Effects of BXSMD on ESR1 and ESR2 expression in CSD female mice.

ETHNIC PHARMACOLOGICAL RELEVANCE: Due to the rapid pace of modern society, chronic insomnia has become universal phenomenon. In China, Banxia Shumi Decoction (BXSMD) has been used in treating chronic insomnia for thousands of years, but its chemical composition and action mechanism are still unknown. AIM OF THE STUDY: This study aims to explore the chemical composition of BXSMD and its effects on Estrogen receptor 1 (ESR1) and Estrogen receptor 2 (ESR2) in mice with chronic sleep deprivation (CSD). MATERIALS AND METHODS: UHPLC-Q-Orbitrap-MS/MS was applied in determining the chemical composition of BXSMD. After 21-day sleep deprivation (SD) in platform water environment, CSD mice model was prepared. By conducting open field test, 24-h autonomic diurnal and nocturnal activity of mice in each group was detected. ELISA was employed to measure the contents of 5-HT, DA, NE, GABA, Glu, and MT. With RT-PCR, Western blot (WB), and immunohistochemistry (IHC), mRNA and protein expressions of ESR1 and ESR2 in the hypothalamus and hippocampus were tested. RESULTS: BXSMD included ferulic acid, kaverol, daidzein, apigenin, berberine, adenosine, aesculin, vanillin, naringin, and glycine, which might constitute the material basis forthe improvement of chronic insomnia.

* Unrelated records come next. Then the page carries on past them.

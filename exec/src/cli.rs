use std::path::PathBuf;

use clap::Parser;
use clap::ValueEnum;
use mission_protocol::ApprovalMode;
use mission_protocol::ExecutionMode;
use mission_protocol::NetworkPolicyConfig;
use mission_protocol::SessionConfig;
use mission_protocol::SessionId;

#[derive(Parser, Debug)]
#[command(version, about = "Run one supervised agent session headlessly")]
pub struct Cli {
    /// Task for the agent. Use `-` to read it from stdin.
    #[arg(value_name = "PROMPT")]
    pub prompt: Option<String>,

    #[arg(long, value_enum, default_value_t = ModeArg::Streaming)]
    pub mode: ModeArg,

    #[arg(long = "approval-mode", short = 'a', value_enum, default_value_t = ApprovalArg::Manual)]
    pub approval_mode: ApprovalArg,

    /// Working directory for the agent.
    #[arg(long = "cd", short = 'C', value_name = "DIR")]
    pub cwd: Option<PathBuf>,

    #[arg(long, short = 'm')]
    pub model: Option<String>,

    #[arg(long = "fallback-model")]
    pub fallback_model: Option<String>,

    #[arg(long = "max-budget-usd")]
    pub max_budget_usd: Option<f64>,

    #[arg(long = "max-turns")]
    pub max_turns: Option<u32>,

    #[arg(long = "system-prompt")]
    pub system_prompt: Option<String>,

    /// Only these tools may run. Accepts `*` wildcards.
    #[arg(long = "allow-tool", value_name = "TOOL")]
    pub allowed_tools: Vec<String>,

    #[arg(long = "deny-tool", value_name = "TOOL")]
    pub disallowed_tools: Vec<String>,

    #[arg(long = "add-dir", value_name = "DIR")]
    pub additional_directories: Vec<PathBuf>,

    #[arg(long = "allow-domain", value_name = "DOMAIN")]
    pub allowed_domains: Vec<String>,

    #[arg(long = "block-domain", value_name = "DOMAIN")]
    pub blocked_domains: Vec<String>,

    /// Ecosystem preset such as `npm` or `github`.
    #[arg(long = "network-preset", value_name = "NAME")]
    pub presets: Vec<String>,

    #[arg(long = "auto-restart", default_value_t = false)]
    pub auto_restart: bool,

    #[arg(long = "max-restarts", default_value_t = 3)]
    pub max_restarts: u32,

    #[arg(long = "session-id")]
    pub session_id: Option<String>,

    /// Print events as JSON lines.
    #[arg(long = "json", default_value_t = false)]
    pub json: bool,

    /// Directory holding `config.toml`. Defaults to `$MISSION_HOME`.
    #[arg(long = "home", value_name = "DIR")]
    pub home: Option<PathBuf>,
}

#[derive(Debug, Clone, Copy, PartialEq, Eq, ValueEnum)]
pub enum ModeArg {
    #[value(alias = "sdk")]
    Streaming,
    #[value(alias = "pty")]
    Terminal,
    #[value(alias = "api")]
    Worker,
}

impl From<ModeArg> for ExecutionMode {
    fn from(value: ModeArg) -> Self {
        match value {
            ModeArg::Streaming => ExecutionMode::Streaming,
            ModeArg::Terminal => ExecutionMode::Terminal,
            ModeArg::Worker => ExecutionMode::Worker,
        }
    }
}

#[derive(Debug, Clone, Copy, PartialEq, Eq, ValueEnum)]
pub enum ApprovalArg {
    Manual,
    Auto,
    Yolo,
    Plan,
}

impl From<ApprovalArg> for ApprovalMode {
    fn from(value: ApprovalArg) -> Self {
        match value {
            ApprovalArg::Manual => ApprovalMode::Manual,
            ApprovalArg::Auto => ApprovalMode::Auto,
            ApprovalArg::Yolo => ApprovalMode::Yolo,
            ApprovalArg::Plan => ApprovalMode::Plan,
        }
    }
}

impl Cli {
    pub fn session_config(&self, task: String, cwd: PathBuf) -> SessionConfig {
        let mut config = SessionConfig::new(self.mode.into(), cwd, task);
        config.id = self.session_id.clone().map(SessionId::from);
        config.approval_mode = self.approval_mode.into();
        config.model = self.model.clone();
        config.fallback_model = self.fallback_model.clone();
        config.max_budget_usd = self.max_budget_usd;
        config.max_turns = self.max_turns;
        config.system_prompt = self.system_prompt.clone();
        config.allowed_tools = self.allowed_tools.clone();
        config.disallowed_tools = self.disallowed_tools.clone();
        config.additional_directories = self.additional_directories.clone();
        config.auto_restart = self.auto_restart;
        config.max_restarts = self.max_restarts;

        let network = NetworkPolicyConfig {
            allowed_domains: self.allowed_domains.clone(),
            blocked_domains: self.blocked_domains.clone(),
            presets: self.presets.clone(),
        };
        if !network.is_empty() {
            config.network_policy = Some(network);
        }
        config
    }
}

#[cfg(test)]
mod tests {
    use super::*;
    use pretty_assertions::assert_eq;

    #[test]
    fn flags_map_onto_the_session_config() {
        let cli = Cli::parse_from([
            "mission-exec",
            "--mode",
            "pty",
            "-a",
            "yolo",
            "--block-domain",
            "evil.example",
            "--network-preset",
            "npm",
            "--allow-tool",
            "Read",
            "--auto-restart",
            "fix the build",
        ]);
        let config = cli.session_config("fix the build".to_string(), PathBuf::from("/work"));

        assert_eq!(config.mode, ExecutionMode::Terminal);
        assert_eq!(config.approval_mode, ApprovalMode::Yolo);
        assert_eq!(config.allowed_tools, vec!["Read".to_string()]);
        assert!(config.auto_restart);
        let network = config.network_policy.expect("network policy");
        assert_eq!(network.blocked_domains, vec!["evil.example".to_string()]);
        assert_eq!(network.presets, vec!["npm".to_string()]);
    }

    #[test]
    fn no_network_flags_means_no_policy() {
        let cli = Cli::parse_from(["mission-exec", "task"]);
        let config = cli.session_config("task".to_string(), PathBuf::from("/work"));
        assert_eq!(config.network_policy, None);
        assert_eq!(config.mode, ExecutionMode::Streaming);
    }
}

With BXSMD, the total moving distance and the rest time in dark period of CSD mice were shortened, while its rest time in light period was increased. Besides, BXSMD enhanced the contents of 5-HT, GABA, and MT in CSD mice, and decreased the contents of Glu, NE, and DA. BXSMD elevated the mRNA of Esr1 and Esr2, and elevated the protein expressions of ESR1 and ESR2 in the hypothalamus and hippocampus of CSD mice. CONCLUSIONS: BXSMD contains various chemical components for sleep-wake regulation, with the mechanism of stimulating estrogen signaling pathway by regulating the expressions of ESR1 and ESR2, ultimately realizing the regulation to sleep-wake disorder caused by CSD.